Look for "results" in each line of the entries, and return the matching lines.

====================

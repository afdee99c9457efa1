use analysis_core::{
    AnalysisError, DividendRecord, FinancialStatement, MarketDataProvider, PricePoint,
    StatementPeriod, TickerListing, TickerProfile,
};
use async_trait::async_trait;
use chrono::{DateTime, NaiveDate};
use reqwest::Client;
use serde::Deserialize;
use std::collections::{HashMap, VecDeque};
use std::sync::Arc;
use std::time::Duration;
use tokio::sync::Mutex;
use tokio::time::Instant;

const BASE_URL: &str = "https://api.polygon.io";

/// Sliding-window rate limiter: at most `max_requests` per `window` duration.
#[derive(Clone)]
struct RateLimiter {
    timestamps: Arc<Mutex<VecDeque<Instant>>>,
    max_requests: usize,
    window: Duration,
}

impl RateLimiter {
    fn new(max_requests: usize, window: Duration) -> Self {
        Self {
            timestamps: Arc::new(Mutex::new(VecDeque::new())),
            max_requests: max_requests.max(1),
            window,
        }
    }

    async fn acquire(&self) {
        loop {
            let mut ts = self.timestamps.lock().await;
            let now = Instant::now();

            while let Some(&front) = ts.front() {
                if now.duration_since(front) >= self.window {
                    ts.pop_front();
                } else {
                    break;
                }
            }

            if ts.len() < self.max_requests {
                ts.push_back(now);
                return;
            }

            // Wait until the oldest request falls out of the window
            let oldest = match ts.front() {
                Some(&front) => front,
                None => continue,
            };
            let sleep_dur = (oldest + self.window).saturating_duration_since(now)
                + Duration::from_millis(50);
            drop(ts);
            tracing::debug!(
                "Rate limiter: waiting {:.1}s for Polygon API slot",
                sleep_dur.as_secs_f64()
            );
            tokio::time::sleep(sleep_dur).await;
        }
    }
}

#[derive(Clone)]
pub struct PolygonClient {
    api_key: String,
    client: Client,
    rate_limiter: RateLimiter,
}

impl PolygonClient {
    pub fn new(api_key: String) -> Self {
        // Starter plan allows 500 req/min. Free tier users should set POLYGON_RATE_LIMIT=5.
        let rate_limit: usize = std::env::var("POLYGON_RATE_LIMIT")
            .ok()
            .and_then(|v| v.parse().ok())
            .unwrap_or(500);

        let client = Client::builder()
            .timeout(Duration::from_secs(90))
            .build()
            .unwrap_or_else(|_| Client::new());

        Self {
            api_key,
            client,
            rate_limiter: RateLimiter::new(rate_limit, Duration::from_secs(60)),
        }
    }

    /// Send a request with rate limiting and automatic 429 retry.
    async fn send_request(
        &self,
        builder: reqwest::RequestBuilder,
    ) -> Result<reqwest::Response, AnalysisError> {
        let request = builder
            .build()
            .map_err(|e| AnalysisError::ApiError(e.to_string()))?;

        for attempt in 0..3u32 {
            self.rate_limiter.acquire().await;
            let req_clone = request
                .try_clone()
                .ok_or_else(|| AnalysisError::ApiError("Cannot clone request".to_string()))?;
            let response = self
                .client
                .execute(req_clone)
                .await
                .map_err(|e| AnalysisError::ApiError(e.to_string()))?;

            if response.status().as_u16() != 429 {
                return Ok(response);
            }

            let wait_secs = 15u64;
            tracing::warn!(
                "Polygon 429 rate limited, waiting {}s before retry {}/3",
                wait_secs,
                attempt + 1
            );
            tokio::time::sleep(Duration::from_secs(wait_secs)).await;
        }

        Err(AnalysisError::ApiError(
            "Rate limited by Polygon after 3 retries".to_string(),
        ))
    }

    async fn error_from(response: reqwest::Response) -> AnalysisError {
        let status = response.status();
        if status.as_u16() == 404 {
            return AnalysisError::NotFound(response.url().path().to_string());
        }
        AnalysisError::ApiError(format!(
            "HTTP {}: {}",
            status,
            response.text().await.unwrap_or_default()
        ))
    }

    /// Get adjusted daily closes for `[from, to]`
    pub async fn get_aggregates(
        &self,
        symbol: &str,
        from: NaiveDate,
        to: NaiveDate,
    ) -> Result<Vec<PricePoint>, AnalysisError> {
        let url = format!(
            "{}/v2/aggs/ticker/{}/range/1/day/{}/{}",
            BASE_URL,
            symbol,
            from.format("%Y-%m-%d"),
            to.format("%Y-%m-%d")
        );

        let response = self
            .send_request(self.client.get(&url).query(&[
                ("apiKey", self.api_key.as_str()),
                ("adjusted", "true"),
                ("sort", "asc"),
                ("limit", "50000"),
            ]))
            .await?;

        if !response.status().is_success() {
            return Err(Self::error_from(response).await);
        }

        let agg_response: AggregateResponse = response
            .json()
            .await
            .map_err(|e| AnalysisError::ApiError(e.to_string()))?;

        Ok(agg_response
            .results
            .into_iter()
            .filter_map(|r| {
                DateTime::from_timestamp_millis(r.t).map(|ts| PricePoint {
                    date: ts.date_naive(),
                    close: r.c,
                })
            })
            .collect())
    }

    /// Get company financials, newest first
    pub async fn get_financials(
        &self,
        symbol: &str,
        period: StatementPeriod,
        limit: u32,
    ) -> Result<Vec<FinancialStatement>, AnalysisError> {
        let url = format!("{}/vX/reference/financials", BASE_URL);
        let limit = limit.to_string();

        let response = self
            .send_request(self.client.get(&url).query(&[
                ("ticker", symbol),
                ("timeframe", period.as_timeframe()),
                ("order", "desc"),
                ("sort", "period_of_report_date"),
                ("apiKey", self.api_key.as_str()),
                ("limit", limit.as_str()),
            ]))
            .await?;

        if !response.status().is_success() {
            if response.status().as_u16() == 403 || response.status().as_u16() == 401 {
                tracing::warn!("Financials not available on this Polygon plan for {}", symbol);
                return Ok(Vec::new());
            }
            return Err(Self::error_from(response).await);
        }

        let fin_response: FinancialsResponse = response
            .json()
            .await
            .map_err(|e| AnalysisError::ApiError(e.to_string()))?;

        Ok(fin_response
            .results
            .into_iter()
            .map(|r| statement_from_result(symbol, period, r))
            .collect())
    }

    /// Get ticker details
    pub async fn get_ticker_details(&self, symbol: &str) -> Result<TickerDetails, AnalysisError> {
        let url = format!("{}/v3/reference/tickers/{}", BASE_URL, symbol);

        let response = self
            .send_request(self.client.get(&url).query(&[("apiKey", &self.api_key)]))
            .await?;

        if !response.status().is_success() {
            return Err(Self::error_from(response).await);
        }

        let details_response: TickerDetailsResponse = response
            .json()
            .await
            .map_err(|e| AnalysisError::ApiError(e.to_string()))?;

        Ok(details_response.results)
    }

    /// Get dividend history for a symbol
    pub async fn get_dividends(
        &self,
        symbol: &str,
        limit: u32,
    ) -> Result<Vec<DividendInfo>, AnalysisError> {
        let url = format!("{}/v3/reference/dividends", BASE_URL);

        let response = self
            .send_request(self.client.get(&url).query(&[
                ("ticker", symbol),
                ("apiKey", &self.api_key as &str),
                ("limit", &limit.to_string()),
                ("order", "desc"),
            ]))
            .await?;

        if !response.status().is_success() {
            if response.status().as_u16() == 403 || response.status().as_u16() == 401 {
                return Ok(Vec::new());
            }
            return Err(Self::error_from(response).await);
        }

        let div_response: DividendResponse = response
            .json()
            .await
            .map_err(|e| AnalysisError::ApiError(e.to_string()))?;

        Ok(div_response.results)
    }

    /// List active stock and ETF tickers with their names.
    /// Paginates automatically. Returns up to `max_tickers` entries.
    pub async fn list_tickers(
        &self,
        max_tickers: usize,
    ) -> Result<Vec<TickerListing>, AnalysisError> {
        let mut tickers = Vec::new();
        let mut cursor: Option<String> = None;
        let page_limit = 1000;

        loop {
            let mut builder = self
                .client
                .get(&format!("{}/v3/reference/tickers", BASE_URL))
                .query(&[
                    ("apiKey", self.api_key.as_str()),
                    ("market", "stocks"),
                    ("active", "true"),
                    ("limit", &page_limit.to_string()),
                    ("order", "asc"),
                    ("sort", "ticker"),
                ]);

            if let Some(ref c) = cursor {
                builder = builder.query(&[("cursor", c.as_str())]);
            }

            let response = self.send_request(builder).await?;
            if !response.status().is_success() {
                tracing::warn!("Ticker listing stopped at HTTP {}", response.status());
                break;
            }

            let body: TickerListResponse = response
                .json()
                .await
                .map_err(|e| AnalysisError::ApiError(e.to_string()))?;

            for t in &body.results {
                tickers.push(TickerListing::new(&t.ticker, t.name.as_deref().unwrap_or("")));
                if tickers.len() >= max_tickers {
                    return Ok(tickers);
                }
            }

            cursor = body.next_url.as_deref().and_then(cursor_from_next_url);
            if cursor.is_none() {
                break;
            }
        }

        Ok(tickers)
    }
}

====================

**RESULT OF THIS TASK:**
            .results
            .results
        Ok(details_response.results)
        Ok(div_response.results)
            for t in &body.results {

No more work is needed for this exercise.